If the information you get back using this extension does not look like you expect it to in your Python output, you can try a few things to try and interpret it in a way that might make more sense.
Explicitly convert the object to a string
In [66]: entry.getUrl()
Out[66]: JavaObject id=o59138
In [67]: str(entry.getUrl())
Out[67]: 'http://detectportal.firefox.com:80/success.txt?ipv4'
Use dir to see if the variable has methods you might need to call
In [70]: dir(entry.getUrl())
Out[70]:
['equals',
'getAuthority',
'getClass',
'getContent',
'getDefaultPort',
'getFile',
'getHost',
'getPath',
'getPort',
'getProtocol',
'getQuery',
'getRef',
'getUserInfo',
'hashCode',
'notify',
'notifyAll',
'openConnection',
'openStream',
'sameFile',
'setURLStreamHandlerFactory',
'toExternalForm',
'toString',
'toURI',
'wait']
In [71]: entry.getUrl().toString()
Out[71]: 'http://detectportal.firefox.com:80/success.txt?ipv4'
Use type to get a hint about how the variable might need to be dealt with
In [73]: callbacks.getBurpVersion()
Out[73]: JavaObject id=o59150
In [74]: type(callbacks.getBurpVersion())
Out[74]: py4j.java_collections.JavaArray
In [75]: list(callbacks.getBurpVersion())
Out[75]: ['Burp Suite Professional', '2022', '1.1']
The py4j interface that allows your Python scripts to interface with Burp via this extension is bound to TCP port 25333 on the localhost (127.0.0.1) interface.
When the extension loads in Burp, that port will start listening for incoming connections - these connections are not authenticated by default. I have also not enabled the supported token based authentication because any token I hard code in will be visible in the source code available here as well as in any example Python code for interacting with the extension. However, if you wanted to enable this in your own custom build of the extension, with your own chosen token, you have the option to do so by following the example in the link.

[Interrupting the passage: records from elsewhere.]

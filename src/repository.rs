//! Persistent device identities and scan history backed by SQLite.

use std::path::Path;
use std::sync::{Mutex, MutexGuard};

use rusqlite::{params, Connection, OptionalExtension};
use time::macros::format_description;
use time::{OffsetDateTime, UtcOffset};

use crate::error::RepositoryError;
use crate::types::{DeviceIdentity, ScanSummary, UNKNOWN};

/// UTC wall-clock timestamp in the stored `YYYY-MM-DD HH:MM:SS` layout.
pub fn format_timestamp(at: OffsetDateTime) -> String {
    let utc = at.to_offset(UtcOffset::UTC);
    utc.format(format_description!("[year]-[month]-[day] [hour]:[minute]:[second]"))
        .unwrap_or_else(|_| utc.unix_timestamp().to_string())
}

/// Device identity and scan history store.
///
/// Blocking; async callers go through `spawn_blocking`.
pub trait Repository: Send + Sync {
    /// Insert or refresh the identity keyed by `mac`. `first_seen` is set once,
    /// `last_seen` never moves backwards, and an `"Unknown"` hostname never
    /// replaces a resolved one.
    fn upsert_device(
        &self,
        ip: &str,
        mac: &str,
        hostname: &str,
        seen_at: OffsetDateTime,
    ) -> Result<(), RepositoryError>;

    fn append_scan_summary(&self, summary: &ScanSummary) -> Result<(), RepositoryError>;

    fn devices(&self) -> Result<Vec<DeviceIdentity>, RepositoryError>;

    fn latest_scan(&self) -> Result<Option<ScanSummary>, RepositoryError>;

    /// All summaries, newest first.
    fn scan_history(&self) -> Result<Vec<ScanSummary>, RepositoryError>;

    /// Number of distinct hardware addresses ever seen.
    fn total_devices(&self) -> Result<u64, RepositoryError>;
}

pub struct SqliteRepository {
    conn: Mutex<Connection>,
}

impl SqliteRepository {
    /// Open or create the database at `path`.
    pub fn open(path: impl AsRef<Path>) -> Result<Self, RepositoryError> {
        let repo = Self {
            conn: Mutex::new(Connection::open(path.as_ref())?),
        };
        repo.init_schema()?;
        Ok(repo)
    }

    pub fn in_memory() -> Result<Self, RepositoryError> {
        let repo = Self {
            conn: Mutex::new(Connection::open_in_memory()?),
        };
        repo.init_schema()?;
        Ok(repo)
    }

    fn init_schema(&self) -> Result<(), RepositoryError> {
        self.conn()?.execute_batch(
            r#"
            CREATE TABLE IF NOT EXISTS devices (
                ip TEXT NOT NULL,
                mac TEXT PRIMARY KEY,
                hostname TEXT NOT NULL,
                first_seen TEXT NOT NULL,
                last_seen TEXT NOT NULL
            );

            CREATE TABLE IF NOT EXISTS scans (
                id INTEGER PRIMARY KEY AUTOINCREMENT,
                timestamp TEXT NOT NULL,
                devices_count INTEGER NOT NULL,
                open_ports_count INTEGER NOT NULL
            );
            "#,
        )?;
        Ok(())
    }

    fn conn(&self) -> Result<MutexGuard<'_, Connection>, RepositoryError> {
        self.conn.lock().map_err(|_| RepositoryError::Poisoned)
    }
}

fn summary_from_row(row: &rusqlite::Row<'_>) -> rusqlite::Result<ScanSummary> {
    Ok(ScanSummary {
        timestamp: row.get(0)?,
        device_count: row.get::<_, i64>(1)?.max(0) as u64,
        open_port_count: row.get::<_, i64>(2)?.max(0) as u64,
    })
}

impl Repository for SqliteRepository {
    fn upsert_device(
        &self,
        ip: &str,
        mac: &str,
        hostname: &str,
        seen_at: OffsetDateTime,
    ) -> Result<(), RepositoryError> {
        let seen = format_timestamp(seen_at);
        self.conn()?.execute(
            r#"
            INSERT INTO devices (ip, mac, hostname, first_seen, last_seen)
            VALUES (?1, ?2, ?3, ?4, ?4)
            ON CONFLICT(mac) DO UPDATE SET
                ip = excluded.ip,
                hostname = CASE
                    WHEN excluded.hostname = ?5 THEN devices.hostname
                    ELSE excluded.hostname
                END,
                last_seen = MAX(devices.last_seen, excluded.last_seen)
            "#,
            params![ip, mac, hostname, seen, UNKNOWN],
        )?;
        Ok(())
    }

    fn append_scan_summary(&self, summary: &ScanSummary) -> Result<(), RepositoryError> {
        self.conn()?.execute(
            "INSERT INTO scans (timestamp, devices_count, open_ports_count) VALUES (?1, ?2, ?3)",
            params![
                summary.timestamp,
                summary.device_count as i64,
                summary.open_port_count as i64
            ],
        )?;
        Ok(())
    }

    fn devices(&self) -> Result<Vec<DeviceIdentity>, RepositoryError> {
        let conn = self.conn()?;
        let mut stmt = conn.prepare(
            "SELECT ip, mac, hostname, first_seen, last_seen FROM devices ORDER BY last_seen DESC, mac",
        )?;
        let rows = stmt.query_map([], |row| {
            Ok(DeviceIdentity {
                ip: row.get(0)?,
                mac: row.get(1)?,
                hostname: row.get(2)?,
                first_seen: row.get(3)?,
                last_seen: row.get(4)?,
            })
        })?;
        let devices = rows.collect::<Result<Vec<_>, _>>()?;
        Ok(devices)
    }

    fn latest_scan(&self) -> Result<Option<ScanSummary>, RepositoryError> {
        let conn = self.conn()?;
        let summary = conn
            .query_row(
                "SELECT timestamp, devices_count, open_ports_count FROM scans ORDER BY id DESC LIMIT 1",
                [],
                summary_from_row,
            )
            .optional()?;
        Ok(summary)
    }

    fn scan_history(&self) -> Result<Vec<ScanSummary>, RepositoryError> {
        let conn = self.conn()?;
        let mut stmt = conn.prepare(
            "SELECT timestamp, devices_count, open_ports_count FROM scans ORDER BY id DESC",
        )?;
        let rows = stmt.query_map([], summary_from_row)?;
        let history = rows.collect::<Result<Vec<_>, _>>()?;
        Ok(history)
    }

    fn total_devices(&self) -> Result<u64, RepositoryError> {
        let count: i64 = self
            .conn()?
            .query_row("SELECT COUNT(DISTINCT mac) FROM devices", [], |row| row.get(0))?;
        Ok(count.max(0) as u64)
    }
}
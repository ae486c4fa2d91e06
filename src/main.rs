use std::fs::File;
use std::path::{Path, PathBuf};
use std::sync::Arc;

use anyhow::{bail, Context, Result};
use clap::Parser;
use ipnet::Ipv4Net;
use tracing::info;

use lan_profiler::config::ScanConfig;
use lan_profiler::logging::init_logging;
use lan_profiler::orchestrator::{LocalScan, Probes, ScanOrchestrator};
use lan_profiler::repository::SqliteRepository;
use lan_profiler::server::{self, AppState};
use lan_profiler::types::DeviceRecord;
use lan_profiler::ports;

/// lan-profiler: discover live hosts on a LAN and profile each one.
#[derive(Debug, Clone, Parser)]
#[command(
    name = "lan-profiler",
    version,
    about = "Discover live hosts on a LAN and build a profile (MAC, vendor, name, ports, OS, NetBIOS/SMB) for each.",
    long_about = None
)]
struct Cli {
    /// IPv4 CIDR to scan (e.g., 192.168.1.0/24). If omitted, the local /24 is scanned.
    #[arg(long)]
    range: Option<Ipv4Net>,

    /// TOML configuration file.
    #[arg(long)]
    config: Option<PathBuf>,

    /// SQLite database path (overrides the config file).
    #[arg(long)]
    db: Option<PathBuf>,

    /// Replace the general port list with the ports in this file (one port, range or comma list per line).
    #[arg(long)]
    ports: Option<PathBuf>,

    /// Hosts enriched in parallel.
    #[arg(long)]
    concurrency: Option<usize>,

    /// Write results as pretty JSON to this path (optional).
    #[arg(long)]
    output: Option<PathBuf>,

    /// Serve the JSON API instead of running a single scan.
    #[arg(long, default_value_t = false)]
    serve: bool,

    /// Address the API listens on.
    #[arg(long, default_value = "0.0.0.0:5000")]
    bind: String,

    /// Log level used when RUST_LOG is not set.
    #[arg(long = "log-level", default_value = "info")]
    log_level: String,
}

#[tokio::main]
async fn main() -> Result<()> {
    let cli = Cli::parse();
    init_logging(&cli.log_level);

    let mut config = match cli.config.as_deref() {
        Some(path) => ScanConfig::from_file(path)?,
        None => ScanConfig::default(),
    };
    if let Some(db) = cli.db.clone() {
        config.db_path = db;
    }
    if let Some(concurrency) = cli.concurrency {
        config.concurrency = concurrency;
    }
    if let Some(path) = cli.ports.as_deref() {
        config.general_ports = ports::load_ports_from_path(path)?;
    }

    let repo = SqliteRepository::open(&config.db_path)
        .with_context(|| format!("failed to open database {}", config.db_path.display()))?;
    let probes = Probes::system(&config).context("failed to set up probes")?;
    let orchestrator = Arc::new(ScanOrchestrator::new(probes, Arc::new(repo), &config));

    if cli.serve {
        tokio::select! {
            res = server::spawn_server(&cli.bind, AppState::new(orchestrator)) => res?,
            _ = tokio::signal::ctrl_c() => info!("shutting down"),
        }
        return Ok(());
    }

    let scan = match cli.range {
        Some(range) => {
            let range = range.trunc();
            LocalScan {
                current_ip: None,
                network_range: Some(range.to_string()),
                report: orchestrator.run_scan(range).await,
            }
        }
        None => orchestrator.run_local_scan().await,
    };

    print_results_table(&scan.report.devices);
    if let Some(path) = cli.output.as_deref() {
        match write_results_json(path, &scan) {
            Ok(()) => println!("Wrote JSON results to {}", path.display()),
            Err(e) => eprintln!("Failed to write JSON to {}: {}", path.display(), e),
        }
    }

    if let Some(err) = scan.report.error {
        bail!("scan failed: {err}");
    }
    Ok(())
}

fn print_results_table(devices: &[DeviceRecord]) {
    let ports_of = |d: &DeviceRecord| {
        d.open_ports
            .iter()
            .chain(d.streaming_ports.iter())
            .map(|p| p.port.to_string())
            .collect::<Vec<_>>()
            .join(",")
    };

    let mut ip_w = "ip".len();
    let mut mac_w = "mac".len();
    let mut host_w = "hostname".len();
    let mut vendor_w = "manufacturer".len();
    let mut os_w = "os".len();
    for d in devices {
        ip_w = ip_w.max(d.ip.len());
        mac_w = mac_w.max(d.mac.len());
        host_w = host_w.max(d.hostname.len().min(24));
        vendor_w = vendor_w.max(d.manufacturer.len().min(24));
        os_w = os_w.max(d.os.len().min(32));
    }

    println!("\nDevices: {}", devices.len());
    println!(
        "{:<ip_w$}  {:<mac_w$}  {:<host_w$}  {:<vendor_w$}  {:<os_w$}  ports",
        "ip", "mac", "hostname", "manufacturer", "os",
    );
    println!(
        "{:-<ip_w$}  {:-<mac_w$}  {:-<host_w$}  {:-<vendor_w$}  {:-<os_w$}  -----",
        "", "", "", "", "",
    );
    for d in devices {
        println!(
            "{:<ip_w$}  {:<mac_w$}  {:<host_w$}  {:<vendor_w$}  {:<os_w$}  {}",
            d.ip,
            d.mac,
            clip(&d.hostname, host_w),
            clip(&d.manufacturer, vendor_w),
            clip(&d.os, os_w),
            ports_of(d),
        );
    }
}

fn clip(s: &str, max: usize) -> String {
    s.chars().take(max).collect()
}

fn write_results_json(path: &Path, scan: &LocalScan) -> Result<()> {
    let file = File::create(path)?;
    serde_json::to_writer_pretty(file, scan)?;
    Ok(())
}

Anything that can connect to this port can do anything that a connected Python install can do, including adding stuff to your Burp session, and retrieving any information in the Burp session. If there are any vulnerabilities found in the py4j communication protocol/service, then these could also affect the extension as well. Its Java, dont think it can’t happen. That being said, if bad actors are able to arbitrarily communicate with local TCP ports on your system, you likely already have some problems you need to fix.
You can build the .jar version of the extension to load into Burp using the following command.
mvn clean package
For simplicity, you can also use the maven official docker container to build the .jar extension with the following command.

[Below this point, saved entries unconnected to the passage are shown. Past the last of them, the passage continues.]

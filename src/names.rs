use std::net::IpAddr;
use std::sync::{Arc, OnceLock};
use std::time::Duration;

use async_trait::async_trait;
use regex::Regex;
use tokio::time;
use tracing::debug;

use crate::config::ScanConfig;
use crate::discovery::PROCESS_GRACE;
use crate::error::ProbeError;
use crate::nmap;
use crate::probe::{CommandRunner, Platform, ProbeCommand};
use crate::types::UNKNOWN;

#[async_trait]
pub trait NameResolver: Send + Sync {
    /// Best human-readable name for `ip`, `"Unknown"` when nothing answers.
    async fn resolve(&self, ip: IpAddr) -> String;
}

#[async_trait]
pub trait ReverseDns: Send + Sync {
    async fn lookup(&self, ip: IpAddr) -> Result<Option<String>, ProbeError>;
}

/// PTR lookup through the system resolver.
#[derive(Debug, Clone, Copy, Default)]
pub struct SystemReverseDns;

#[async_trait]
impl ReverseDns for SystemReverseDns {
    async fn lookup(&self, ip: IpAddr) -> Result<Option<String>, ProbeError> {
        let name = tokio::task::spawn_blocking(move || dns_lookup::lookup_addr(&ip))
            .await
            .map_err(|e| ProbeError::Unavailable(format!("resolver task: {e}")))?;
        match name {
            Ok(name) => Ok(Some(name)),
            Err(e) => {
                debug!(%ip, error = %e, "no PTR record");
                Ok(None)
            }
        }
    }
}

/// Reverse DNS, then the scanner's own hostname, then (windows-like only) NetBIOS.
pub struct ChainNameResolver {
    dns: Arc<dyn ReverseDns>,
    runner: Arc<dyn CommandRunner>,
    platform: Platform,
    dns_timeout: Duration,
    scan_timeout: Duration,
    nbtstat_timeout: Duration,
}

impl ChainNameResolver {
    pub fn new(
        dns: Arc<dyn ReverseDns>,
        runner: Arc<dyn CommandRunner>,
        platform: Platform,
        config: &ScanConfig,
    ) -> Self {
        Self {
            dns,
            runner,
            platform,
            dns_timeout: config.reverse_dns_timeout(),
            scan_timeout: config.hostname_scan_timeout(),
            nbtstat_timeout: config.nbtstat_timeout(),
        }
    }

    async fn from_reverse_dns(&self, ip: IpAddr) -> Option<String> {
        match time::timeout(self.dns_timeout, self.dns.lookup(ip)).await {
            Ok(Ok(Some(name))) => short_dns_name(&name),
            Ok(Ok(None)) => None,
            Ok(Err(e)) => {
                debug!(%ip, error = %e, "reverse DNS failed");
                None
            }
            Err(_) => {
                debug!(%ip, "reverse DNS timed out");
                None
            }
        }
    }

    async fn from_scanner(&self, ip: IpAddr) -> Option<String> {
        let cmd = ProbeCommand::nmap([
            "-sn".to_string(),
            "--host-timeout".to_string(),
            format!("{}s", self.scan_timeout.as_secs()),
            ip.to_string(),
        ]);
        let xml = match self.runner.run(&cmd, self.scan_timeout + PROCESS_GRACE).await {
            Ok(xml) => xml,
            Err(e) => {
                debug!(%ip, error = %e, "hostname scan failed");
                return None;
            }
        };
        match nmap::parse(&xml) {
            Ok(run) => run
                .host(ip)
                .and_then(|h| h.hostname())
                .map(str::to_string),
            Err(e) => {
                debug!(%ip, error = %e, "hostname scan output unreadable");
                None
            }
        }
    }

    async fn from_netbios(&self, ip: IpAddr) -> Option<String> {
        let cmd = self.platform.netbios_name_query(ip)?;
        match self.runner.run(&cmd, self.nbtstat_timeout).await {
            Ok(out) => parse_nbtstat_name(&out),
            Err(e) => {
                debug!(%ip, error = %e, "NetBIOS name query failed");
                None
            }
        }
    }
}

#[async_trait]
impl NameResolver for ChainNameResolver {
    async fn resolve(&self, ip: IpAddr) -> String {
        if let Some(name) = self.from_reverse_dns(ip).await {
            return name;
        }
        if let Some(name) = self.from_scanner(ip).await {
            return name;
        }
        if let Some(name) = self.from_netbios(ip).await {
            return name;
        }
        UNKNOWN.to_string()
    }
}

/// First label of a PTR name. A resolver that echoes the address back counts as no name.
pub fn short_dns_name(name: &str) -> Option<String> {
    let name = name.trim().trim_end_matches('.');
    if name.is_empty() || name.parse::<IpAddr>().is_ok() {
        return None;
    }
    name.split('.')
        .next()
        .filter(|label| !label.is_empty())
        .map(str::to_string)
}

/// Workstation name (the `<00>` UNIQUE entry) from `nbtstat -A` output.
pub fn parse_nbtstat_name(output: &str) -> Option<String> {
    static RE: OnceLock<Regex> = OnceLock::new();
    let re = RE.get_or_init(|| {
        Regex::new(r"(?m)^\s*(\S+)\s+<00>\s+UNIQUE\b").expect("nbtstat pattern is valid")
    });
    re.captures(output)
        .and_then(|c| c.get(1))
        .map(|m| m.as_str().to_string())
}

docker run -it --rm --name BurpPythonGateway -v "$(pwd)":/usr/src/mymaven -w /usr/src/mymaven maven:3.3-jdk-8 mvn clean package
The compiled extension file will be created under target/ - the jar file with -with-dependencies in the name is the one you load into Burp.
If you dont want to compile your own copy of the extension, grab the latest compiled release from the Releases section of this repository.